■ Directions for this task ■
Keep each line of the material that includes "MemoryItemStore", and leave out the rest.

Start of Data to examine

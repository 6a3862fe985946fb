//! Property-based tests for filtering and the controller.
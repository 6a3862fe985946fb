//! Collaborator seams.
//!
//! The keyword engine never persists, authenticates, or touches file bytes.
//! These traits name the collaborators that do, so callers can plug in an
//! HTTP client, a database, or the in-memory implementations from
//! `vault-storage`.

use async_trait::async_trait;

use crate::error::Result;
use crate::item::{CreateItemInput, Item, ItemId, UpdateItemInput};

/// Item persistence.
///
/// Implementations must hand out consistent snapshots: the engine assumes the
/// collection does not change during a single build or filter call.
#[async_trait]
pub trait ItemStore: Send + Sync {
    /// All items, most recently updated first.
    async fn list(&self) -> Result<Vec<Item>>;

    /// A single item. Missing ids yield [`Error::NotFound`](crate::Error::NotFound).
    async fn get(&self, id: &ItemId) -> Result<Item>;

    /// Stores a new item and returns it with its assigned id and timestamps.
    async fn create(&self, input: CreateItemInput) -> Result<Item>;

    /// Applies a partial update and returns the updated item.
    async fn update(&self, id: &ItemId, input: UpdateItemInput) -> Result<Item>;

    /// Removes an item.
    async fn delete(&self, id: &ItemId) -> Result<()>;

    /// Case-insensitive substring search over title, content and raw keywords.
    async fn search(&self, query: &str) -> Result<Vec<Item>>;
}

/// File upload and PDF merge service.
#[async_trait]
pub trait DocumentService: Send + Sync {
    /// Stores the bytes and returns the storage path.
    async fn upload(&self, file_name: &str, bytes: Vec<u8>) -> Result<String>;

    /// Combines stored files into one PDF and returns its path.
    async fn merge_to_pdf(&self, paths: &[String]) -> Result<String>;
}

/// Master-password check.
#[async_trait]
pub trait Authenticator: Send + Sync {
    /// Returns `true` when the password opens the vault.
    async fn verify(&self, password: &str) -> Result<bool>;
}

/// Holds the session token between requests.
///
/// No confidentiality guarantee is made by this trait. Implementations must
/// not write the master password itself anywhere.
pub trait CredentialCache: Send + Sync {
    /// The cached token, if any.
    fn get(&self) -> Option<String>;

    /// Replaces the cached token.
    fn set(&self, token: &str);

    /// Forgets the cached token.
    fn clear(&self);
}
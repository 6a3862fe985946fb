//! Command implementations.
//!
//! Each command is split into a function that computes its output (tested
//! directly) and the dispatch in [`run`] that prints it.

use std::path::Path;

use vault_core::{CreateItemInput, Item, ItemStore};
use vault_keywords::path::parse_keyword_list;
use vault_search::SearchController;
use vault_storage::{save_items_async, MemoryItemStore, SnapshotLoader};

use crate::cli::{Cli, Command};
use crate::config::VaultConfig;
use crate::config_handlers::handle_config_command;
use crate::error::Result;
use crate::render::{render_items, render_tree};

/// Runs a parsed command line.
pub async fn run(cli: Cli) -> Result<()> {
    let Cli {
        config: config_path,
        items: items_path,
        command,
        ..
    } = cli;

    if let Command::Config { action } = command {
        return Ok(handle_config_command(config_path.as_deref(), action)?);
    }

    let config = VaultConfig::load(config_path.as_deref())?.with_items_path(items_path);
    tracing::debug!(items = %config.items_path.display(), "Resolved configuration");

    match command {
        Command::Tree {
            expand,
            all,
            select,
        } => {
            let mut controller = load_controller(&config).await?;
            print!(
                "{}",
                tree_output(&mut controller, &expand, all, select.as_deref(), config.tree.indent)
            );
        }
        Command::Search {
            text,
            keyword,
            json,
        } => {
            let mut controller = load_controller(&config).await?;
            let total = controller.items().len();
            let visible = search(&mut controller, text.as_deref(), keyword.as_deref());
            if json {
                let out = serde_json::to_string_pretty(&visible).map_err(vault_core::Error::from)?;
                println!("{out}");
            } else {
                print!("{}", render_items(&visible));
                eprintln!("{} of {total} items", visible.len());
            }
        }
        Command::Items { query } => {
            println!("{}", items_json(&config, query.as_deref()).await?);
        }
        Command::Add {
            title,
            content,
            keywords,
        } => {
            let item = add_item(&config, title, content, &keywords).await?;
            println!("{}", item.id);
        }
        Command::Config { .. } => {}
    }

    Ok(())
}

/// Reads the configured snapshot.
pub async fn load_items(config: &VaultConfig) -> Result<Vec<Item>> {
    let (items, stats) = SnapshotLoader::new(&config.items_path)
        .with_error_handling(config.snapshot.on_error)
        .load_async()
        .await?;
    if stats.entries_skipped > 0 {
        log::warn!(
            "Skipped {} invalid entries in {}",
            stats.entries_skipped,
            config.items_path.display()
        );
    }
    Ok(items)
}

/// Builds a controller over the configured snapshot.
pub async fn load_controller(config: &VaultConfig) -> Result<SearchController> {
    let items = load_items(config).await?;
    let mut controller = SearchController::with_options(items, config.search.options());
    if config.tree.expand_all {
        controller.expand_all();
    }
    Ok(controller)
}

/// Keyword panel for `vault tree`.
///
/// Each `--expand` path is expanded together with its ancestors so that its
/// children show up.
pub fn tree_output(
    controller: &mut SearchController,
    expand: &[String],
    all: bool,
    select: Option<&str>,
    indent: usize,
) -> String {
    if all {
        controller.expand_all();
    }
    for path in expand {
        controller.expand_to(path);
        if !controller.navigator().is_expanded(path) {
            controller.toggle_expand(path);
        }
    }
    if select.is_some() {
        controller.select(select);
        if controller.selection_is_orphaned() {
            log::warn!("Keyword {:?} is not in the tree", select.unwrap_or_default());
        }
    }
    render_tree(controller, indent)
}

/// Visible items for `vault search`.
pub fn search<'a>(
    controller: &'a mut SearchController,
    text: Option<&str>,
    keyword: Option<&str>,
) -> Vec<&'a Item> {
    controller.set_text(text.unwrap_or_default());
    controller.select(keyword);
    if controller.selection_is_orphaned() {
        log::warn!("Keyword {:?} is not in the tree", keyword.unwrap_or_default());
    }
    controller.visible_items()
}

/// JSON for `vault items`: the store's list, or its text search.
pub async fn items_json(config: &VaultConfig, query: Option<&str>) -> Result<String> {
    let store = MemoryItemStore::with_items(load_items(config).await?);
    let items = match query {
        Some(query) => store.search(query).await?,
        None => store.list().await?,
    };
    Ok(serde_json::to_string_pretty(&items).map_err(vault_core::Error::from)?)
}

/// Appends a text item to the snapshot, creating the file if needed.
pub async fn add_item(
    config: &VaultConfig,
    title: Option<String>,
    content: Option<String>,
    keywords: &str,
) -> Result<Item> {
    let existing = if snapshot_exists(&config.items_path) {
        load_items(config).await?
    } else {
        Vec::new()
    };
    let store = MemoryItemStore::with_items(existing);

    let item = store
        .create(CreateItemInput {
            title,
            content,
            keywords: parse_keyword_list(keywords),
            ..Default::default()
        })
        .await?;

    save_items_async(&config.items_path, &store.list().await?).await?;
    log::info!("Added item {} to {}", item.id, config.items_path.display());
    Ok(item)
}

fn snapshot_exists(path: &Path) -> bool {
    path.try_exists().unwrap_or(false)
}

// ============================================================================
// Tests
// ============================================================================
//! Command-line arguments.

use std::path::PathBuf;

use clap::{Parser, Subcommand};

/// Browse and search a vault item snapshot.
#[derive(Parser, Debug)]
#[command(name = "vault", author, version, about, long_about = None)]
pub struct Cli {
    /// Configuration file path
    #[arg(short, long, global = true, env = "VAULT_CONFIG")]
    pub config: Option<String>,

    /// Item snapshot to read instead of the configured one
    #[arg(long, global = true, env = "VAULT_ITEMS")]
    pub items: Option<PathBuf>,

    /// Increase log verbosity (-v debug, -vv trace)
    #[arg(short, long, global = true, action = clap::ArgAction::Count)]
    pub verbose: u8,

    /// Command to run
    #[command(subcommand)]
    pub command: Command,
}

/// Top-level commands.
#[derive(Subcommand, Debug)]
pub enum Command {
    /// Print the keyword panel
    Tree {
        /// Expand a keyword path (repeatable)
        #[arg(short, long = "expand", value_name = "PATH")]
        expand: Vec<String>,

        /// Expand every keyword
        #[arg(short, long)]
        all: bool,

        /// Mark a keyword as selected
        #[arg(short, long, value_name = "PATH")]
        select: Option<String>,
    },

    /// List the items matching a text query and/or keyword
    Search {
        /// Case-insensitive text to look for
        text: Option<String>,

        /// Restrict to items under this keyword path
        #[arg(short, long, value_name = "PATH")]
        keyword: Option<String>,

        /// Print matching items as JSON
        #[arg(long)]
        json: bool,
    },

    /// Print items as JSON, newest first
    Items {
        /// Only items whose title, content or keywords contain this text
        #[arg(short, long)]
        query: Option<String>,
    },

    /// Add a text item to the snapshot
    Add {
        /// Item title
        #[arg(short, long)]
        title: Option<String>,

        /// Item body
        #[arg(long)]
        content: Option<String>,

        /// Comma-separated keywords, e.g. "work/contract, admin"
        #[arg(short, long, default_value = "")]
        keywords: String,
    },

    /// Configuration file management
    Config {
        /// Config action
        #[command(subcommand)]
        action: ConfigAction,
    },
}

/// `vault config` actions.
#[derive(Subcommand, Debug)]
pub enum ConfigAction {
    /// Show the resolved config file path
    Path,

    /// Print the effective configuration as TOML
    Show,

    /// Print one value by dotted key, e.g. `search.memoize_tree`
    Get {
        /// Dotted key
        key: String,
    },

    /// Write a default config file
    Init {
        /// Where to write it (defaults to the resolved config path)
        #[arg(long)]
        file: Option<String>,

        /// Overwrite an existing file
        #[arg(long)]
        force: bool,
    },
}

End of Data to examine

■ Completed exercise ■
use vault_storage::{save_items_async, MemoryItemStore, SnapshotLoader};
    let store = MemoryItemStore::with_items(load_items(config).await?);
    let store = MemoryItemStore::with_items(existing);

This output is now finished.